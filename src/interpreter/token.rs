use std::{fmt, ops::Deref};

/// A binary arithmetic operator.
#[derive(Debug, Clone, Copy, PartialEq, Eq, Hash)]
pub enum Operator {
    /// `+`
    Add,
    /// `-`
    Sub,
    /// `*`
    Mul,
    /// `/`
    Div,
    /// `^`
    Pow,
}

impl Operator {
    /// Returns the character this operator is written as.
    #[must_use]
    pub const fn symbol(self) -> char {
        match self {
            Self::Add => '+',
            Self::Sub => '-',
            Self::Mul => '*',
            Self::Div => '/',
            Self::Pow => '^',
        }
    }

    /// Returns the reduction level that applies this operator.
    #[must_use]
    pub const fn precedence(self) -> Precedence {
        match self {
            Self::Pow => Precedence::Power,
            Self::Mul | Self::Div => Precedence::Product,
            Self::Add | Self::Sub => Precedence::Sum,
        }
    }
}

impl fmt::Display for Operator {
    fn fmt(&self, f: &mut fmt::Formatter<'_>) -> fmt::Result {
        write!(f, "{}", self.symbol())
    }
}

/// Operator precedence levels, highest first.
///
/// The evaluator runs one collapse pass per level in this order. Operators
/// that share a level are applied in the order they appear.
#[derive(Debug, Clone, Copy, PartialEq, Eq, PartialOrd, Ord)]
pub enum Precedence {
    /// `^`
    Power,
    /// `*` and `/`
    Product,
    /// `+` and `-`
    Sum,
}

impl Precedence {
    /// All levels in the order the evaluator reduces them.
    pub const ALL: [Self; 3] = [Self::Power, Self::Product, Self::Sum];
}

/// Represents one unit of a tokenized expression.
#[derive(Debug, Clone, Copy, PartialEq)]
pub enum Token {
    /// A numeric literal, with any leading sign already folded in.
    Number(f64),
    /// A binary operator.
    Operator(Operator),
    /// `(`
    LeftParen,
    /// `)`
    RightParen,
    /// A reference to a stored variable.
    Variable(char),
}

/// The shape of a token, without its payload.
#[derive(Debug, Clone, Copy, PartialEq, Eq)]
pub enum TokenKind {
    /// [`Token::Number`]
    Number,
    /// [`Token::Operator`]
    Operator,
    /// [`Token::LeftParen`]
    LeftParen,
    /// [`Token::RightParen`]
    RightParen,
    /// [`Token::Variable`]
    Variable,
}

impl Token {
    /// Returns the kind of this token.
    #[must_use]
    pub const fn kind(&self) -> TokenKind {
        match self {
            Self::Number(_) => TokenKind::Number,
            Self::Operator(_) => TokenKind::Operator,
            Self::LeftParen => TokenKind::LeftParen,
            Self::RightParen => TokenKind::RightParen,
            Self::Variable(_) => TokenKind::Variable,
        }
    }
}

impl From<f64> for Token {
    fn from(value: f64) -> Self {
        Self::Number(value)
    }
}

impl From<Operator> for Token {
    fn from(op: Operator) -> Self {
        Self::Operator(op)
    }
}

impl fmt::Display for Token {
    fn fmt(&self, f: &mut fmt::Formatter<'_>) -> fmt::Result {
        match self {
            Self::Number(n) => write!(f, "{n}"),
            Self::Operator(op) => write!(f, "{op}"),
            Self::LeftParen => write!(f, "("),
            Self::RightParen => write!(f, ")"),
            Self::Variable(name) => write!(f, "{name}"),
        }
    }
}

/// An ordered sequence of tokens produced by the tokenizer.
///
/// A tokenized `Expression` is never empty, never starts or ends with an
/// operator, has balanced parentheses and never holds two operators side by
/// side. It dereferences to `[Token]`, which is what the evaluator consumes.
#[derive(Debug, Clone, PartialEq, Default)]
pub struct Expression {
    tokens: Vec<Token>,
}

impl Expression {
    /// Returns the tokens as a slice.
    #[must_use]
    pub fn as_slice(&self) -> &[Token] {
        &self.tokens
    }

    /// Consumes the expression and returns its tokens.
    #[must_use]
    pub fn into_tokens(self) -> Vec<Token> {
        self.tokens
    }
}

impl From<Vec<Token>> for Expression {
    fn from(tokens: Vec<Token>) -> Self {
        Self { tokens }
    }
}

impl Deref for Expression {
    type Target = [Token];

    fn deref(&self) -> &Self::Target {
        &self.tokens
    }
}

impl fmt::Display for Expression {
    fn fmt(&self, f: &mut fmt::Formatter<'_>) -> fmt::Result {
        for (i, token) in self.tokens.iter().enumerate() {
            if i > 0 {
                write!(f, " ")?;
            }
            write!(f, "{token}")?;
        }
        Ok(())
    }
}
+++
Task instructions: Search the data above for lines holding "Power" and copy each of them.

Output of the exercise:
            Self::Pow => Precedence::Power,
    Power,
    pub const ALL: [Self; 3] = [Self::Power, Self::Product, Self::Sum];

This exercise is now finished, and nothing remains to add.